Veel leerlingen hebben door hun ontwikkelachterstand en/of gedragsproblemen extra begeleiding nodig op weg naar zelfstandigheid. Dit is een verantwoordelijkheid van de ouders, maar gemeenten kunnen hierbij ondersteunen door het inzetten van een leerproject, waarvan er verschillende worden aangeboden. Ook het bekostigen van het reizen met openbaar vervoer, bijvoorbeeld bij leerlingen van het voortgezet speciaal onderwijs, kan het voor gezinnen makkelijker maken om de weg naar zelfstandig reizen te vinden. Voor het voortgezet speciaal onderwijs is hiervoor de wettelijke plicht bij de invoering van de Wet passend onderwijs overigens weggevallen. Het college heeft er echter voor gekozen om de mogelijkheid van een vergoeding op basis van de kosten van openbaar vervoer of een fietsvergoeding ook voor deze doelgroep open te stellen (artikel 16). Uiteraard blijft het maatwerk om te beoordelen hoe een kind kan reizen. Daarin speelt niet alleen de beperking een rol, maar ook de leeftijd, de route en de behoeften van de leerling. Om het maatwerk te kunnen beoordelen is het van belang om kennis te hebben van de situatie van de leerling, de meest geschikte en haalbare vervoerswijze en de zelfredzaamheid van de leerling en het gezin.

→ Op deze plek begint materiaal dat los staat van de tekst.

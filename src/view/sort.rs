//! Column sorting with typed field accessors.

use std::cmp::Ordering;
use std::fmt;
use std::str::FromStr;

use chrono::{DateTime, Utc};
use serde::{Serialize, Serializer};

use crate::model::Record;
use crate::util::natural_cmp;

/// Sortable table column.
#[derive(Debug, Clone, Copy, PartialEq, Eq, Hash, Default)]
pub enum SortField {
    #[default]
    Id,
    Name,
    Status,
    Email,
    Date,
    InvitedBy,
}

/// Typed value of a sort field for one record.
#[derive(Debug, Clone, PartialEq, Eq)]
pub enum SortValue<'a> {
    Integer(u32),
    Text(&'a str),
    Timestamp(DateTime<Utc>),
}

impl SortValue<'_> {
    /// Compares two values of the same field. Values of different kinds
    /// never come from one field; they compare by kind order.
    pub fn compare(&self, other: &Self) -> Ordering {
        match (self, other) {
            (SortValue::Integer(a), SortValue::Integer(b)) => a.cmp(b),
            (SortValue::Text(a), SortValue::Text(b)) => natural_cmp(a, b),
            (SortValue::Timestamp(a), SortValue::Timestamp(b)) => a.cmp(b),
            _ => self.kind().cmp(&other.kind()),
        }
    }

    fn kind(&self) -> u8 {
        match self {
            SortValue::Integer(_) => 0,
            SortValue::Text(_) => 1,
            SortValue::Timestamp(_) => 2,
        }
    }
}

impl SortField {
    pub fn all() -> &'static [SortField] {
        &[
            SortField::Id,
            SortField::Name,
            SortField::Status,
            SortField::Email,
            SortField::Date,
            SortField::InvitedBy,
        ]
    }

    /// Dotted field path, e.g. `about.name`.
    pub fn key(&self) -> &'static str {
        match self {
            SortField::Id => "id",
            SortField::Name => "about.name",
            SortField::Status => "about.status",
            SortField::Email => "about.email",
            SortField::Date => "details.date",
            SortField::InvitedBy => "details.invitedBy",
        }
    }

    /// Column header: last segment of the field path.
    pub fn label(&self) -> &'static str {
        let key = self.key();
        key.rsplit('.').next().unwrap_or(key)
    }

    /// Column position in the table.
    pub fn index(&self) -> usize {
        Self::all().iter().position(|f| f == self).unwrap_or(0)
    }

    pub fn from_index(index: usize) -> Option<SortField> {
        Self::all().get(index).copied()
    }

    /// Extracts this field's value from a record.
    pub fn value<'a>(&self, record: &'a Record) -> SortValue<'a> {
        match self {
            SortField::Id => SortValue::Integer(record.id),
            SortField::Name => SortValue::Text(&record.about.name),
            SortField::Status => SortValue::Text(record.about.status.as_str()),
            SortField::Email => SortValue::Text(&record.about.email),
            SortField::Date => SortValue::Timestamp(record.details.date),
            SortField::InvitedBy => SortValue::Text(&record.details.invited_by),
        }
    }

    /// Compares two records by this field in ascending order.
    pub fn compare(&self, a: &Record, b: &Record) -> Ordering {
        self.value(a).compare(&self.value(b))
    }
}

impl fmt::Display for SortField {
    fn fmt(&self, f: &mut fmt::Formatter<'_>) -> fmt::Result {
        f.write_str(self.key())
    }
}

impl Serialize for SortField {
    fn serialize<S: Serializer>(&self, serializer: S) -> Result<S::Ok, S::Error> {
        serializer.serialize_str(self.key())
    }
}

/// Error returned for an unknown sort field name.
#[derive(Debug, Clone, PartialEq, Eq)]
pub struct ParseSortFieldError(pub String);

impl fmt::Display for ParseSortFieldError {
    fn fmt(&self, f: &mut fmt::Formatter<'_>) -> fmt::Result {
        let known: Vec<&str> = SortField::all().iter().map(|s| s.key()).collect();
        write!(
            f,
            "unknown sort field '{}' (expected one of: {})",
            self.0,
            known.join(", ")
        )
    }
}

impl std::error::Error for ParseSortFieldError {}

impl FromStr for SortField {
    type Err = ParseSortFieldError;

    /// Accepts the dotted path (`about.name`) or the bare label (`name`),
    /// case-insensitively.
    fn from_str(s: &str) -> Result<Self, Self::Err> {
        let needle = s.trim();
        SortField::all()
            .iter()
            .copied()
            .find(|f| f.key().eq_ignore_ascii_case(needle) || f.label().eq_ignore_ascii_case(needle))
            .ok_or_else(|| ParseSortFieldError(s.to_string()))
    }
}

/// Sort direction.
#[derive(Debug, Clone, Copy, PartialEq, Eq, Default, Serialize)]
#[serde(rename_all = "lowercase")]
pub enum SortDirection {
    #[default]
    Asc,
    Desc,
}

impl SortDirection {
    pub fn flipped(&self) -> SortDirection {
        match self {
            SortDirection::Asc => SortDirection::Desc,
            SortDirection::Desc => SortDirection::Asc,
        }
    }

    pub fn is_ascending(&self) -> bool {
        *self == SortDirection::Asc
    }
}

/// Current sort column and direction. Default is `(id, asc)`.
#[derive(Debug, Clone, Copy, PartialEq, Eq, Default, Serialize)]
pub struct SortState {
    pub field: SortField,
    pub direction: SortDirection,
}

impl SortState {
    pub fn new(field: SortField, direction: SortDirection) -> Self {
        Self { field, direction }
    }
}

/// Next sort state after the user requests `requested`:
/// the same field flips direction, another field starts ascending.
pub fn toggle_sort(current: SortState, requested: SortField) -> SortState {
    if current.field == requested {
        SortState::new(requested, current.direction.flipped())
    } else {
        SortState::new(requested, SortDirection::Asc)
    }
}

/// Returns a new list ordered by `state`. The sort is stable in both
/// directions: equal keys keep their input order.
pub fn sort_records<'a>(records: &[&'a Record], state: SortState) -> Vec<&'a Record> {
    let mut sorted = records.to_vec();
    let field = state.field;
    match state.direction {
        SortDirection::Asc => sorted.sort_by(|a, b| field.compare(a, b)),
        SortDirection::Desc => sorted.sort_by(|a, b| field.compare(b, a)),
    }
    sorted
}

#[cfg(test)]
mod tests {
    use super::*;
    use crate::mock::generate_seeded;
    use crate::model::Status;
    use crate::model::test_support::record;

    fn sample() -> Vec<Record> {
        vec![
            record(3, "User 10", Status::Blocked, (2010, 5, 5)),
            record(1, "User 9", Status::Active, (2020, 1, 1)),
            record(2, "user 100", Status::Invited, (2001, 7, 20)),
        ]
    }

    fn ids(rows: &[&Record]) -> Vec<u32> {
        rows.iter().map(|r| r.id).collect()
    }

    #[test]
    fn id_sorts_numerically() {
        let records = sample();
        let refs: Vec<&Record> = records.iter().collect();
        let asc = sort_records(&refs, SortState::new(SortField::Id, SortDirection::Asc));
        assert_eq!(ids(&asc), vec![1, 2, 3]);
        let desc = sort_records(&refs, SortState::new(SortField::Id, SortDirection::Desc));
        assert_eq!(ids(&desc), vec![3, 2, 1]);
    }

    #[test]
    fn name_sorts_in_natural_order() {
        let records = sample();
        let refs: Vec<&Record> = records.iter().collect();
        let asc = sort_records(&refs, SortState::new(SortField::Name, SortDirection::Asc));
        assert_eq!(ids(&asc), vec![1, 3, 2]);
    }

    #[test]
    fn date_sorts_chronologically() {
        let records = sample();
        let refs: Vec<&Record> = records.iter().collect();
        let asc = sort_records(&refs, SortState::new(SortField::Date, SortDirection::Asc));
        assert_eq!(ids(&asc), vec![2, 3, 1]);
    }

    #[test]
    fn status_sorts_by_label() {
        let records = sample();
        let refs: Vec<&Record> = records.iter().collect();
        let asc = sort_records(&refs, SortState::new(SortField::Status, SortDirection::Asc));
        // ACTIVE < BLOCKED < INVITED
        assert_eq!(ids(&asc), vec![1, 3, 2]);
    }

    #[test]
    fn toggle_same_field_flips_and_other_field_resets() {
        let start = SortState::default();
        assert_eq!(start, SortState::new(SortField::Id, SortDirection::Asc));

        let name_asc = toggle_sort(start, SortField::Name);
        assert_eq!(name_asc, SortState::new(SortField::Name, SortDirection::Asc));

        let name_desc = toggle_sort(name_asc, SortField::Name);
        assert_eq!(name_desc, SortState::new(SortField::Name, SortDirection::Desc));

        let back = toggle_sort(name_desc, SortField::Name);
        assert_eq!(back.direction, SortDirection::Asc);

        let email = toggle_sort(name_desc, SortField::Email);
        assert_eq!(email, SortState::new(SortField::Email, SortDirection::Asc));
    }

    #[test]
    fn toggling_direction_reverses_order() {
        let records = generate_seeded(100, Some(5));
        let refs: Vec<&Record> = records.iter().collect();

        for &field in SortField::all() {
            let asc_state = toggle_sort(SortState::new(SortField::Id, SortDirection::Desc), field);
            let desc_state = toggle_sort(asc_state, field);
            assert_eq!(desc_state.direction, SortDirection::Desc);

            let asc = sort_records(&refs, asc_state);
            let desc = sort_records(&refs, desc_state);

            // Compare key sequences, since equal keys may keep input order.
            let asc_keys: Vec<SortValue> = asc.iter().map(|r| field.value(r)).collect();
            let mut desc_keys: Vec<SortValue> = desc.iter().map(|r| field.value(r)).collect();
            desc_keys.reverse();
            assert_eq!(asc_keys, desc_keys, "field {}", field);

            for pair in asc.windows(2) {
                assert_ne!(field.compare(pair[0], pair[1]), Ordering::Greater);
            }
        }
    }

    #[test]
    fn equal_keys_keep_input_order() {
        let records = vec![
            record(1, "Same", Status::Active, (2010, 1, 1)),
            record(2, "Same", Status::Active, (2011, 1, 1)),
            record(3, "Same", Status::Active, (2012, 1, 1)),
        ];
        let refs: Vec<&Record> = records.iter().collect();
        let asc = sort_records(&refs, SortState::new(SortField::Name, SortDirection::Asc));
        let desc = sort_records(&refs, SortState::new(SortField::Name, SortDirection::Desc));
        assert_eq!(ids(&asc), vec![1, 2, 3]);
        assert_eq!(ids(&desc), vec![1, 2, 3]);
    }

    #[test]
    fn field_names_parse_from_path_or_label() {
        assert_eq!("about.name".parse::<SortField>(), Ok(SortField::Name));
        assert_eq!("details.invitedBy".parse::<SortField>(), Ok(SortField::InvitedBy));
        assert_eq!("invitedby".parse::<SortField>(), Ok(SortField::InvitedBy));
        assert_eq!("ID".parse::<SortField>(), Ok(SortField::Id));
        assert!("about.age".parse::<SortField>().is_err());
    }

    #[test]
    fn labels_and_indices() {
        let labels: Vec<&str> = SortField::all().iter().map(|f| f.label()).collect();
        assert_eq!(
            labels,
            vec!["id", "name", "status", "email", "date", "invitedBy"]
        );
        for (i, f) in SortField::all().iter().enumerate() {
            assert_eq!(f.index(), i);
            assert_eq!(SortField::from_index(i), Some(*f));
        }
        assert_eq!(SortField::from_index(6), None);
    }
}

Hoofdstuk 3. Aanvraagprocedure
Artikel 3. Aanvraagprocedure
Eerste lid
Indien ouders menen voor een vervoersvoorziening voor hun kind in aanmerking te komen, dienen zij een aanvraag in bij het college. De meerderjarige en handelingsbekwame leerling moet dit zelf doen. De aanvraag wordt gedaan in de gemeente waar de feitelijke en structurele verblijfplaats (woning) van de leerling is. Dit kan ook een vast logeeradres zijn, waar de leerling op vaste dagen verblijft. Het college stelt hiervoor een papieren of digitaal aanvraagformulier beschikbaar.
Tweede lid
Indien de aanvraag voor bekostiging van de vervoerskosten een aanvraag voor het eerste volgende schooljaar betreft, dient deze (uiterlijk) acht weken voor aanvang van het schooljaar te worden ingediend. Dit geeft het college de tijd om voor het begin van het nieuwe schooljaar op de aanvraag te beslissen. Er kunnen echter gegronde redenen zijn voor het laat indienen van een aanvraag, bijvoorbeeld wanneer het nog niet vaststaat of een leerling op een bepaalde school wordt toegelaten.
Bezwaar en beroep
Er kan bezwaar worden gemaakt tegen een besluit van het college, tegen het feit dat het college te laat beslist en tegen het verdagen van een besluit. Het bezwaarschrift moet wel op tijd worden ingediend, namelijk binnen zes weken.
Derde lid
Een toegekende vervoersvoorziening kan bestaan uit een bekostiging aan de ouders, óf aanbieding van aangepast vervoer dat het college verzorgt of doet verzorgen, in de vorm van busvervoer of een taxi(busje).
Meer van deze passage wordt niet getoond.